» DESCRIPTION OF THE TASK
Search the data for "nimbus". Each line containing it is to be copied.

» DATASET ENTRIES

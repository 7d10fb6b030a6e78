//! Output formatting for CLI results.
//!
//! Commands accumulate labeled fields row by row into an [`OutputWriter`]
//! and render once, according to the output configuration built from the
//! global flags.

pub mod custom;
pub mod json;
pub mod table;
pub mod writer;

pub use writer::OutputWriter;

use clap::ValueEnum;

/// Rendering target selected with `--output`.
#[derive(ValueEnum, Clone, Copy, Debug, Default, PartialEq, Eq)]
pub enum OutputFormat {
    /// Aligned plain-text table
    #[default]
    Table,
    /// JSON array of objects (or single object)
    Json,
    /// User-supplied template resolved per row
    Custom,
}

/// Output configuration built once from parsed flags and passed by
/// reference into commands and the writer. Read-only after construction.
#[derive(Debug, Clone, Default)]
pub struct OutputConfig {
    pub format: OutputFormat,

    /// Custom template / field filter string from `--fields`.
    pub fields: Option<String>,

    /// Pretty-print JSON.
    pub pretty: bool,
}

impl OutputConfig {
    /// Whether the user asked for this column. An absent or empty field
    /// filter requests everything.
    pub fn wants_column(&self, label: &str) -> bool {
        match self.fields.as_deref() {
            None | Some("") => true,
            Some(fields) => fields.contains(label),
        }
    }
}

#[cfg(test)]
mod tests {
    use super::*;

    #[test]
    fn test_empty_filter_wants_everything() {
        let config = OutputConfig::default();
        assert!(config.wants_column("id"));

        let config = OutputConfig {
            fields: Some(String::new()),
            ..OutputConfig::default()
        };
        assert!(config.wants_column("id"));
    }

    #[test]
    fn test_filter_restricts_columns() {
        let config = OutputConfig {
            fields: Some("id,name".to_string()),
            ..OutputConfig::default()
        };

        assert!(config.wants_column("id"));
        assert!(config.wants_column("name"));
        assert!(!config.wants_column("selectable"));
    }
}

* * *

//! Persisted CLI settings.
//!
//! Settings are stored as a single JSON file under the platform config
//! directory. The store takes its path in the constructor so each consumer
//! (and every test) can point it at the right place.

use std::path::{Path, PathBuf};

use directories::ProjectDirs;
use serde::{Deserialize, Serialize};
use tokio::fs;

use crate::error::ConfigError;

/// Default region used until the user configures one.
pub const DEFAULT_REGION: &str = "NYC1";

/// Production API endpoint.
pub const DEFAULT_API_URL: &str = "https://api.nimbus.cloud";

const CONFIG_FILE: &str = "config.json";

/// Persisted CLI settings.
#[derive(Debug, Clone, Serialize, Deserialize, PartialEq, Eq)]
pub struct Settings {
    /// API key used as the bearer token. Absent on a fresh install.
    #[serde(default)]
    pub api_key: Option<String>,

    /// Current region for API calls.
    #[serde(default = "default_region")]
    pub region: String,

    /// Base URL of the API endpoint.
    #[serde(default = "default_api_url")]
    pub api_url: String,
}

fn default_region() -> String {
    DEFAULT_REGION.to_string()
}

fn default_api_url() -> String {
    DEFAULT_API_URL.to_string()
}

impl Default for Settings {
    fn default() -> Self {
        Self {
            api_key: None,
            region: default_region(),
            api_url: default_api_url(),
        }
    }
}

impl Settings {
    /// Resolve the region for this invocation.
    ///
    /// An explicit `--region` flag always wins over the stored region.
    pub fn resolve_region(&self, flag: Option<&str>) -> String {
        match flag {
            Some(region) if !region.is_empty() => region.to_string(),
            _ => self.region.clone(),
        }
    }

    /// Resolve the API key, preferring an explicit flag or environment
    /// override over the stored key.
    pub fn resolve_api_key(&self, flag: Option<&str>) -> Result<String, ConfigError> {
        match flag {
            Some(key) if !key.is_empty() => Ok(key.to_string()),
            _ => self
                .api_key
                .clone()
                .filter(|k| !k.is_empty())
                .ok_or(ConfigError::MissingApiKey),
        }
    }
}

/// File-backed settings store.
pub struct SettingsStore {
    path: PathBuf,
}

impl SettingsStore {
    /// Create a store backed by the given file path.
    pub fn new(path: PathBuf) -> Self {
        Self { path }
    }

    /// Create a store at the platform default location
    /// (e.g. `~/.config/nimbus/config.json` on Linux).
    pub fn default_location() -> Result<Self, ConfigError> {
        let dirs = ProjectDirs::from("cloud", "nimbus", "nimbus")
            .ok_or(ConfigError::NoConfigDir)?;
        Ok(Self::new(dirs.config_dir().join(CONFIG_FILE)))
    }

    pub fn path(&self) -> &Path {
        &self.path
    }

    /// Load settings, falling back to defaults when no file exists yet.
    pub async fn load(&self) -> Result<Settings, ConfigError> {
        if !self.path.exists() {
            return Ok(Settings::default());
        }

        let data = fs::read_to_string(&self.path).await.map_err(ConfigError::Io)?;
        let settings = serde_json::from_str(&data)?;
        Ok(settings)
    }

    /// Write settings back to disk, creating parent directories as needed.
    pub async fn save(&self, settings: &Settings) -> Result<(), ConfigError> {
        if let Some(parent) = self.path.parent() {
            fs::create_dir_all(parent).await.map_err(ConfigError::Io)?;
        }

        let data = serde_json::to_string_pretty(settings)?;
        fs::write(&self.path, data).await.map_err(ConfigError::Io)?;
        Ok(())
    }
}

» OUTPUT
pub const DEFAULT_API_URL: &str = "https://api.nimbus.cloud";
    /// (e.g. `~/.config/nimbus/config.json` on Linux).
        let dirs = ProjectDirs::from("cloud", "nimbus", "nimbus")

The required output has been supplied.